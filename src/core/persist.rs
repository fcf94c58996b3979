//! # Effect Persistence
//!
//! Runs the storage side of an `Effect` after `update()` has already changed
//! the in-memory state. Writes are best effort: a failed write is logged by
//! the storage layer and the state stays as `update()` left it.

use log::debug;

use crate::core::action::{Action, Effect, update};
use crate::core::state::App;
use crate::core::storage::KeyValueStore;

/// Performs the storage writes `effect` asks for. `Effect::None` and
/// `Effect::Quit` need no storage and are ignored.
pub fn apply_effect(app: &App, store: &mut dyn KeyValueStore, effect: &Effect) {
    match effect {
        Effect::PersistFavorites => {
            app.favorites.save(store);
        }
        Effect::PersistPreferences(keys) => {
            for key in keys {
                app.preferences.save_key(store, *key);
            }
        }
        Effect::PersistRecentSearches => {
            app.recent_searches.save(store);
        }
        Effect::None | Effect::Quit => {}
    }
}

/// `update()` followed by `apply_effect()`. Returns the effect so the caller
/// can still react to `Effect::Quit`.
pub fn dispatch(app: &mut App, store: &mut dyn KeyValueStore, action: Action) -> Effect {
    debug!("Dispatch: {}", action_name(&action));
    let effect = update(app, action);
    apply_effect(app, store, &effect);
    effect
}

fn action_name(action: &Action) -> &'static str {
    match action {
        Action::SetLoading(_) => "SetLoading",
        Action::SetError(_) => "SetError",
        Action::SetAnimals(_) => "SetAnimals",
        Action::SetFilteredAnimals(_) => "SetFilteredAnimals",
        Action::SetCurrentAnimal(_) => "SetCurrentAnimal",
        Action::SetSearchTerm(_) => "SetSearchTerm",
        Action::SetFilters(_) => "SetFilters",
        Action::AddFavorite(_) => "AddFavorite",
        Action::RemoveFavorite(_) => "RemoveFavorite",
        Action::ToggleFavorite(_) => "ToggleFavorite",
        Action::SetPreferences(_) => "SetPreferences",
        Action::SetStats(_) => "SetStats",
        Action::SetCurrentPage(_) => "SetCurrentPage",
        Action::SetBreadcrumbs(_) => "SetBreadcrumbs",
        Action::ResetFilters => "ResetFilters",
        Action::RecordSearch(_) => "RecordSearch",
        Action::Quit => "Quit",
    }
}

#[cfg(test)]
mod tests {
    use super::*;
    use crate::core::favorites::Favorites;
    use crate::core::preferences::{Preferences, PreferencesPatch, Theme};
    use crate::core::storage::{MemoryStore, keys, load_json};
    use crate::test_support::loaded_app;

    fn persisted_favorites(store: &MemoryStore) -> Favorites {
        Favorites::load(store)
    }

    #[test]
    fn test_toggle_persists_after_each_call() {
        let mut app = loaded_app();
        let mut store = MemoryStore::new();

        dispatch(&mut app, &mut store, Action::ToggleFavorite("3".to_string()));
        assert_eq!(persisted_favorites(&store), app.favorites);
        assert!(app.is_favorite("3"));

        dispatch(&mut app, &mut store, Action::ToggleFavorite("3".to_string()));
        assert_eq!(persisted_favorites(&store), app.favorites);
        assert!(app.favorites.is_empty());
    }

    #[test]
    fn test_failed_persistence_keeps_in_memory_update() {
        let mut app = loaded_app();
        let mut store = MemoryStore::failing();

        let effect = dispatch(&mut app, &mut store, Action::AddFavorite("1".to_string()));
        assert_eq!(effect, Effect::PersistFavorites);
        assert!(app.is_favorite("1"));
        assert!(store.get(keys::FAVORITES).unwrap().is_none());
    }

    #[test]
    fn test_set_preferences_writes_only_touched_key() {
        let mut app = loaded_app();
        let mut store = MemoryStore::new();

        dispatch(
            &mut app,
            &mut store,
            Action::SetPreferences(PreferencesPatch::theme(Theme::Light)),
        );

        assert_eq!(load_json::<Theme>(&store, keys::THEME), Some(Theme::Light));
        for key in [keys::AUTOPLAY, keys::SOUND, keys::ANIMATIONS, keys::LANGUAGE] {
            assert!(store.get(key).unwrap().is_none(), "{key} should be untouched");
        }
        let defaults = Preferences::default();
        assert_eq!(app.preferences.auto_play, defaults.auto_play);
        assert_eq!(app.preferences.language, defaults.language);
    }

    #[test]
    fn test_record_search_persists_list() {
        let mut app = loaded_app();
        let mut store = MemoryStore::new();
        dispatch(&mut app, &mut store, Action::RecordSearch("elk".to_string()));
        let stored: Option<Vec<String>> = load_json(&store, keys::RECENT_SEARCHES);
        assert_eq!(stored, Some(vec!["elk".to_string()]));
    }

    #[test]
    fn test_non_persisting_actions_write_nothing() {
        let mut app = loaded_app();
        let mut store = MemoryStore::new();
        dispatch(&mut app, &mut store, Action::SetLoading(true));
        dispatch(&mut app, &mut store, Action::ResetFilters);
        assert!(store.get(keys::FAVORITES).unwrap().is_none());
        assert!(store.get(keys::THEME).unwrap().is_none());
    }
}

*WHAT IS BEING ASKED*. Find the line with "assert_eq!(app.preferences.auto_play, defaults.auto_play);" in the data above. Restate it and all later lines word for word, ending with the last line.

*EXERCISE OUTPUT*.
        assert_eq!(app.preferences.auto_play, defaults.auto_play);
        assert_eq!(app.preferences.language, defaults.language);
    }

    #[test]
    fn test_record_search_persists_list() {
        let mut app = loaded_app();
        let mut store = MemoryStore::new();
        dispatch(&mut app, &mut store, Action::RecordSearch("elk".to_string()));
        let stored: Option<Vec<String>> = load_json(&store, keys::RECENT_SEARCHES);
        assert_eq!(stored, Some(vec!["elk".to_string()]));
    }

    #[test]
    fn test_non_persisting_actions_write_nothing() {
        let mut app = loaded_app();
        let mut store = MemoryStore::new();
        dispatch(&mut app, &mut store, Action::SetLoading(true));
        dispatch(&mut app, &mut store, Action::ResetFilters);
        assert!(store.get(keys::FAVORITES).unwrap().is_none());
        assert!(store.get(keys::THEME).unwrap().is_none());
    }
}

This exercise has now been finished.